[RECORDS TO PROCESS]

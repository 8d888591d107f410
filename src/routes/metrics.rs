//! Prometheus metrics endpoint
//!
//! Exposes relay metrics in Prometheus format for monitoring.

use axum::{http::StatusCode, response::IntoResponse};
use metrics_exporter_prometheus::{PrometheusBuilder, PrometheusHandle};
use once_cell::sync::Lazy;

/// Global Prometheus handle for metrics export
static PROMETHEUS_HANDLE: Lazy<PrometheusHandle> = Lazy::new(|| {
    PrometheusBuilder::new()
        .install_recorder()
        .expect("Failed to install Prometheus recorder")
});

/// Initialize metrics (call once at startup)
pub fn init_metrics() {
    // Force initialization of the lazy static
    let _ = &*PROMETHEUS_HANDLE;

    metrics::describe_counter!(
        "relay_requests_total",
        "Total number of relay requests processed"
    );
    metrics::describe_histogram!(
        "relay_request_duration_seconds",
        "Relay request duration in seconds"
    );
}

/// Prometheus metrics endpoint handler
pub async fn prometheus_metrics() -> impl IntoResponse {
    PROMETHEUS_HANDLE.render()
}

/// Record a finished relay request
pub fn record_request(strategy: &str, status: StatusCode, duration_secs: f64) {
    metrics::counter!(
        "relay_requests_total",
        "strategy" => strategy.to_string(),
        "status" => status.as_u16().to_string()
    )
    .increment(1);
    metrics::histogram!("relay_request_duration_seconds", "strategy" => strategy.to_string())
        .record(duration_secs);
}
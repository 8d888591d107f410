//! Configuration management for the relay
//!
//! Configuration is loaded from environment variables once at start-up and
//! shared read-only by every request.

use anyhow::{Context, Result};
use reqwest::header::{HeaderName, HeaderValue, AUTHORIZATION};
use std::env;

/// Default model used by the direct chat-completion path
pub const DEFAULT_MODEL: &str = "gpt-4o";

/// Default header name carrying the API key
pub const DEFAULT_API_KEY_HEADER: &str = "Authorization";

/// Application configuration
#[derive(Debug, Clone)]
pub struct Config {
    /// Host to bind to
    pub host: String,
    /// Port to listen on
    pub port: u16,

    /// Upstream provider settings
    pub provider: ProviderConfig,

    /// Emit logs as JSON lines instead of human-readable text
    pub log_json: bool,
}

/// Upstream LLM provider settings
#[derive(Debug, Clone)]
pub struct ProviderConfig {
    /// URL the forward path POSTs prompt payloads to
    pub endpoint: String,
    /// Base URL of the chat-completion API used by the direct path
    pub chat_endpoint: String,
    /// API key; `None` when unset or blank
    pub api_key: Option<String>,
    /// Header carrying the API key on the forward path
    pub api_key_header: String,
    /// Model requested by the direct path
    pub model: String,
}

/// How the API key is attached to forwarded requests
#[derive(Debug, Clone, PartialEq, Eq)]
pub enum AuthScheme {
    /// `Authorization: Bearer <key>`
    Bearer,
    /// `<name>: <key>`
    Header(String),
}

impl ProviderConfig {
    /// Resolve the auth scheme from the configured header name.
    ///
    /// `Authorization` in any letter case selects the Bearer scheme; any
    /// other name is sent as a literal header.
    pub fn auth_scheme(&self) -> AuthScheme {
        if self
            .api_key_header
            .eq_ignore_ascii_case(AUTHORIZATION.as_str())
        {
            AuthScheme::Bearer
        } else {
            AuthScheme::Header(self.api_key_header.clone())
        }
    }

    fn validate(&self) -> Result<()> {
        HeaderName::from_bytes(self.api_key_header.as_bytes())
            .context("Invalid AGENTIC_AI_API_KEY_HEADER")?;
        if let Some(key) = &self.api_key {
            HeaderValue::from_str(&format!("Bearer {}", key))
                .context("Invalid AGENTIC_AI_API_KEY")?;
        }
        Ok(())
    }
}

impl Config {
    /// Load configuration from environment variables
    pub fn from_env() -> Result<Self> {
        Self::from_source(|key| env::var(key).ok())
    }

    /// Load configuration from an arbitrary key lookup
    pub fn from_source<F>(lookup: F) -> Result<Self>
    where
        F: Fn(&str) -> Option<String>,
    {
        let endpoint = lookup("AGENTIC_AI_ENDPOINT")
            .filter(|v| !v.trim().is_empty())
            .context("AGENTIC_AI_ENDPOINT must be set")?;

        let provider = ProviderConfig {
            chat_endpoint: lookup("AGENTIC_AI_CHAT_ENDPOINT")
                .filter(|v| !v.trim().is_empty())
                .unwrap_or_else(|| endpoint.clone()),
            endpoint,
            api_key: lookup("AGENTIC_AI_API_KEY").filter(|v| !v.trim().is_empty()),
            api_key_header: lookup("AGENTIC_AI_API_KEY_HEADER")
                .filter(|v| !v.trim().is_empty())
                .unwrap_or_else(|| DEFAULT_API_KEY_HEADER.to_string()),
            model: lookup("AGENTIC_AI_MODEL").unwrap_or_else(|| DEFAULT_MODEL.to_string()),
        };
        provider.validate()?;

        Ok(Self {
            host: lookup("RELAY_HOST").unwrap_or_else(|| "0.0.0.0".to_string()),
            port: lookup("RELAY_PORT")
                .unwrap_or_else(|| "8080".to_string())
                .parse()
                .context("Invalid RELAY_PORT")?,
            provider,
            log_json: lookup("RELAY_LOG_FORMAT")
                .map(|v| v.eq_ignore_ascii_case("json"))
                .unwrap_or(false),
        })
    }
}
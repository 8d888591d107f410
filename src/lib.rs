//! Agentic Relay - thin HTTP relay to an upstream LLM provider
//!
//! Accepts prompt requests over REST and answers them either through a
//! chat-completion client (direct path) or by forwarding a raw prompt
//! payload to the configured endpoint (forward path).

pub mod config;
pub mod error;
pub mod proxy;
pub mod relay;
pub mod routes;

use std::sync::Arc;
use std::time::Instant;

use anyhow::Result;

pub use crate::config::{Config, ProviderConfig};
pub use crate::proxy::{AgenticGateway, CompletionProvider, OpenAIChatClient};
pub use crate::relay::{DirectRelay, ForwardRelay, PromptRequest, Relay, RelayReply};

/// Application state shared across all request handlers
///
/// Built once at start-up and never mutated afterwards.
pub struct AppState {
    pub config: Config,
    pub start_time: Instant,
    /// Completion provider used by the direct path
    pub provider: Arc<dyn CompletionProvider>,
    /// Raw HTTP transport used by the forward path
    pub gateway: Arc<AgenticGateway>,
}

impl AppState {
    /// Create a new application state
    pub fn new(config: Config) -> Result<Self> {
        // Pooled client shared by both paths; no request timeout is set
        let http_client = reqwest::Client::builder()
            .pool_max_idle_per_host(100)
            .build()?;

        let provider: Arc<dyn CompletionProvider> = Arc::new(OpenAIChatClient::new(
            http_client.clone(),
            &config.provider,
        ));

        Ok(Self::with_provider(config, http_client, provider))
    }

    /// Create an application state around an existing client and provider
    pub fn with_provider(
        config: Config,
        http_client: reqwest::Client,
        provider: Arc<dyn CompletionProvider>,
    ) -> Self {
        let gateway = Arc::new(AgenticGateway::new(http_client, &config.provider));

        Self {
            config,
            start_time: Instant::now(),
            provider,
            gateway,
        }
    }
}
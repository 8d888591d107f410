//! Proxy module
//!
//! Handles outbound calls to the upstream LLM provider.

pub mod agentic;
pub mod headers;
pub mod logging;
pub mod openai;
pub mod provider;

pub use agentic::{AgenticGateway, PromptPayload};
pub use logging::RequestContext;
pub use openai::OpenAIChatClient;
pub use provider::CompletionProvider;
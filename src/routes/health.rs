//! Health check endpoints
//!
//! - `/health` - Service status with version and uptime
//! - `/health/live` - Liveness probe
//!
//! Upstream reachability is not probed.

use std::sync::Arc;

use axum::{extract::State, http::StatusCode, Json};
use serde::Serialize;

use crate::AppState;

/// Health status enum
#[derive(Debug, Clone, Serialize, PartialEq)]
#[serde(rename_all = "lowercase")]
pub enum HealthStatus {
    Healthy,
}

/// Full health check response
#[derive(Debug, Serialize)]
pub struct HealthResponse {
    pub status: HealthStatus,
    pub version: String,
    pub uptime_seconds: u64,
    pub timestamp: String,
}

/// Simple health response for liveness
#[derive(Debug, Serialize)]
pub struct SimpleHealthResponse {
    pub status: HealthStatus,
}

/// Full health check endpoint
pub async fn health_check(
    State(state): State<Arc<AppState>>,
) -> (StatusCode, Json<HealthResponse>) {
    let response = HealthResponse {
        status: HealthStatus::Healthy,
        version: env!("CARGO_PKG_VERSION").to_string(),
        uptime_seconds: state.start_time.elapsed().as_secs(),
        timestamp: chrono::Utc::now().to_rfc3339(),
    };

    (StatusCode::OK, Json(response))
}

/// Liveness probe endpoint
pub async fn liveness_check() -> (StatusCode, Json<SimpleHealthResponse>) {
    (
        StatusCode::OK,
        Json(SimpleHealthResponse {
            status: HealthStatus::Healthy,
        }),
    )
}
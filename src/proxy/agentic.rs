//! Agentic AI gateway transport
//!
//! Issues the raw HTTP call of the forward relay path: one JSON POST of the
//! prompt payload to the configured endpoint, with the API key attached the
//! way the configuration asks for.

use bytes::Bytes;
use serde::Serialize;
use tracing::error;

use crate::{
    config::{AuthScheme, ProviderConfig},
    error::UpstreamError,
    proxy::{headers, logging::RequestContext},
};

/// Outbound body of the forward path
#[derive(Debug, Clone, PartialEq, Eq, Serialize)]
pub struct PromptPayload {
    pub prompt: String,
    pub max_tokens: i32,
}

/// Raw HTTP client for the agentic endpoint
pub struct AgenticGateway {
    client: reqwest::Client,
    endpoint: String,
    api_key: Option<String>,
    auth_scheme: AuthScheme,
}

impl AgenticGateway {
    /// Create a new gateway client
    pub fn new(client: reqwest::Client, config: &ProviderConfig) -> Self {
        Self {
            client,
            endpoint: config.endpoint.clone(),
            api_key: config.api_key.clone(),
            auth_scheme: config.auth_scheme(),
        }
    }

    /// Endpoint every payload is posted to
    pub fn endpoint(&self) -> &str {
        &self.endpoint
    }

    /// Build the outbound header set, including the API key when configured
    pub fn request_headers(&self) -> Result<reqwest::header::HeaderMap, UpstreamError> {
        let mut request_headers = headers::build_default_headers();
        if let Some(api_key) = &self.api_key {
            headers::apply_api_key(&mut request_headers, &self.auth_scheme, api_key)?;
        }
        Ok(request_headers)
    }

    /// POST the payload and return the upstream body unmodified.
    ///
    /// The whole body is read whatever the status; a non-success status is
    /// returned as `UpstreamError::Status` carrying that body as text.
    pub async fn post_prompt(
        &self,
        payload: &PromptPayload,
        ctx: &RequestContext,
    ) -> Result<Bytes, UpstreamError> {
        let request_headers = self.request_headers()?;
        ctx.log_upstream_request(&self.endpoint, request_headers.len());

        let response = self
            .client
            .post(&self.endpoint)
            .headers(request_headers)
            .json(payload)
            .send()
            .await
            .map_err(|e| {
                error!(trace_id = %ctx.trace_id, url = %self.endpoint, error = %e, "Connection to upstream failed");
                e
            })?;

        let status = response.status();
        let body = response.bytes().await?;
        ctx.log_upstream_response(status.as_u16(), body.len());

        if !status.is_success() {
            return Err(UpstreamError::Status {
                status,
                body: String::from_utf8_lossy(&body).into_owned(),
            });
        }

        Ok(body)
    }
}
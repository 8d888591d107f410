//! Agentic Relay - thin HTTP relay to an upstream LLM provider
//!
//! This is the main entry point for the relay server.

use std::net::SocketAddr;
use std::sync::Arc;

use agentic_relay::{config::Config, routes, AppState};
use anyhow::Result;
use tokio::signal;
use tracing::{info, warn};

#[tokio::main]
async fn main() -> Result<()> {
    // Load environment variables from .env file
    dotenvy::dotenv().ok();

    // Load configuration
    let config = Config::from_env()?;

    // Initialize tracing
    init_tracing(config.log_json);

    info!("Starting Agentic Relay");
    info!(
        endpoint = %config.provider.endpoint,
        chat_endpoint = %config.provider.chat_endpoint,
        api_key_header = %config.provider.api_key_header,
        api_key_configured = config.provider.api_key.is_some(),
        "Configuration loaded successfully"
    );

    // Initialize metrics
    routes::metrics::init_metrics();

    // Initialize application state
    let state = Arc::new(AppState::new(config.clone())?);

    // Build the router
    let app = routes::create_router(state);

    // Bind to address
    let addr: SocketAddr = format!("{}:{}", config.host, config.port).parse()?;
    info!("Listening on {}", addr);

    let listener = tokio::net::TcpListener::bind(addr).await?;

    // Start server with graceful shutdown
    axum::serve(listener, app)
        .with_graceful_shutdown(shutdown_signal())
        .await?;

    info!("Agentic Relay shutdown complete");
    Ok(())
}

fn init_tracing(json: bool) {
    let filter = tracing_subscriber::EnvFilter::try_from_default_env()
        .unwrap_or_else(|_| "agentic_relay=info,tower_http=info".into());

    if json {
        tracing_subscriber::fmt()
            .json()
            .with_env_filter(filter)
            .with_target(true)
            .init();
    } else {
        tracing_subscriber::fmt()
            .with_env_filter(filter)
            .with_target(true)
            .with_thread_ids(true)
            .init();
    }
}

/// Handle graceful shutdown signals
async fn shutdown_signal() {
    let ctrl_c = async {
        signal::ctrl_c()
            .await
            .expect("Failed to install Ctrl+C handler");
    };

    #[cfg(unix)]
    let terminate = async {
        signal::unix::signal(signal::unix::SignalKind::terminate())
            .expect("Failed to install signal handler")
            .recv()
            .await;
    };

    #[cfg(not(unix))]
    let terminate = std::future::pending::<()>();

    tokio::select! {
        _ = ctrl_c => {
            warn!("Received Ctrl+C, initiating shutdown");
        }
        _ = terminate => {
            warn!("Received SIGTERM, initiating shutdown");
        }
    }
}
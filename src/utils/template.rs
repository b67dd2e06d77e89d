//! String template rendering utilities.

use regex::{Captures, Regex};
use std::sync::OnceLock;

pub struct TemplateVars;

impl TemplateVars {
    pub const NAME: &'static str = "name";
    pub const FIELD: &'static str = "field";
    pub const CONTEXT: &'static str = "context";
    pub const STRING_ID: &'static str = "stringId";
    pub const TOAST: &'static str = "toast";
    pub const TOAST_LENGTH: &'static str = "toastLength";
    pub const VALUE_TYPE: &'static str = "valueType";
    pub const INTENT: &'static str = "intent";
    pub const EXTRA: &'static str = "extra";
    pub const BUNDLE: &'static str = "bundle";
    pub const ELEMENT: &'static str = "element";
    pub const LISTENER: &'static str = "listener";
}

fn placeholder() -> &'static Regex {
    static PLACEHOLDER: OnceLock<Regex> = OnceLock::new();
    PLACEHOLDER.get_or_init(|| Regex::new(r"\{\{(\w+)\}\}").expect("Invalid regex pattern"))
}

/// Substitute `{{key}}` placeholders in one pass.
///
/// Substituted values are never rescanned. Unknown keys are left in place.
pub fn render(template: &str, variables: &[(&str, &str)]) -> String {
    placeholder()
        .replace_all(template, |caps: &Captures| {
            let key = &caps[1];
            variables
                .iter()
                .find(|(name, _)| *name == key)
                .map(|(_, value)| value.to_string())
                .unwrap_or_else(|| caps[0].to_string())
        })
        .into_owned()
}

[/RECORDS TO PROCESS]

* INSTRUCTIONS TO FOLLOW *
Check each line of the records for the string "Bearer" and copy those that have it.

* PROBLEM SOLUTION *
    /// `Authorization: Bearer <key>`
    Bearer,
    /// `Authorization` in any letter case selects the Bearer scheme; any
            AuthScheme::Bearer
            HeaderValue::from_str(&format!("Bearer {}", key))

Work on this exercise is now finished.